The Prison Project utilises a combination of Theatre of the Oppressed and Shakespeare performance to engage a group of volunteer prisoners with dramatic form. The project, typically of three months duration, culminates in a performance of Shakespeare's work in the prison for an invited audience of family members, prisoners, correctional staff, and other community members.

The Prison Project's main objective is different from many of its therapeutic counterparts in Prison Theatre and/or Dramatherapy, which have rehabilitation as a direct goal (see for example the work of Geese Theatre). The most basic aim of QSE's Prison Project is to put on a play. In rehearsing a play for performance the rehabilitative side-effects become manifest: the project develops emotional bravery and self-awareness, social skills and self-confidence, individual dedication as well as the commitment to work as a member of a team.

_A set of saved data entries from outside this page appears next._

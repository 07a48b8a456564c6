//! Blob stores: where the PDF bytes live.

use async_trait::async_trait;

use crate::error::StorageError;

pub mod filesystem;
pub mod memory;
pub mod supabase;

pub use filesystem::FileSystemBlobStore;
pub use memory::MemoryBlobStore;
pub use supabase::SupabaseBlobStore;

/// Byte storage addressed by a relative path.
#[async_trait]
pub trait BlobStore: Send + Sync {
    /// Writes `bytes` at `path`. Fails if a blob already exists there.
    async fn put(&self, path: &str, bytes: &[u8], content_type: &str) -> Result<(), StorageError>;

    /// Removes the blob at `path`. Removing a missing blob succeeds.
    async fn remove(&self, path: &str) -> Result<(), StorageError>;

    /// Reads the blob at `path`, `None` if nothing is stored there.
    async fn fetch(&self, path: &str) -> Result<Option<Vec<u8>>, StorageError>;

    /// Public retrieval location for `path`. Pure; never touches storage.
    fn resolve_url(&self, path: &str) -> String;
}

/// Rejects empty, absolute, and parent-escaping paths.
pub(crate) fn validate_path(path: &str) -> Result<(), StorageError> {
    let invalid = path.is_empty()
        || path.starts_with('/')
        || path.starts_with('\\')
        || path.contains('\0')
        || path.split(['/', '\\']).any(|seg| seg == ".." || seg.is_empty());

    if invalid {
        return Err(StorageError::InvalidPath(path.to_string()));
    }
    Ok(())
}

QSE's Prison Project shares many similarities with Prison Shakespeare projects in the United States, the best known of which is Shakespeare Behind Bars, though it was not directly based on any of them. In 2011, the founder of Shakespeare Behind Bars, Curt Tofteland, visited QSE on a Fulbright Fellowship and traded skills with the facilitators of the Prison Project (as well as co-directing QSE's production of The Merchant of Venice.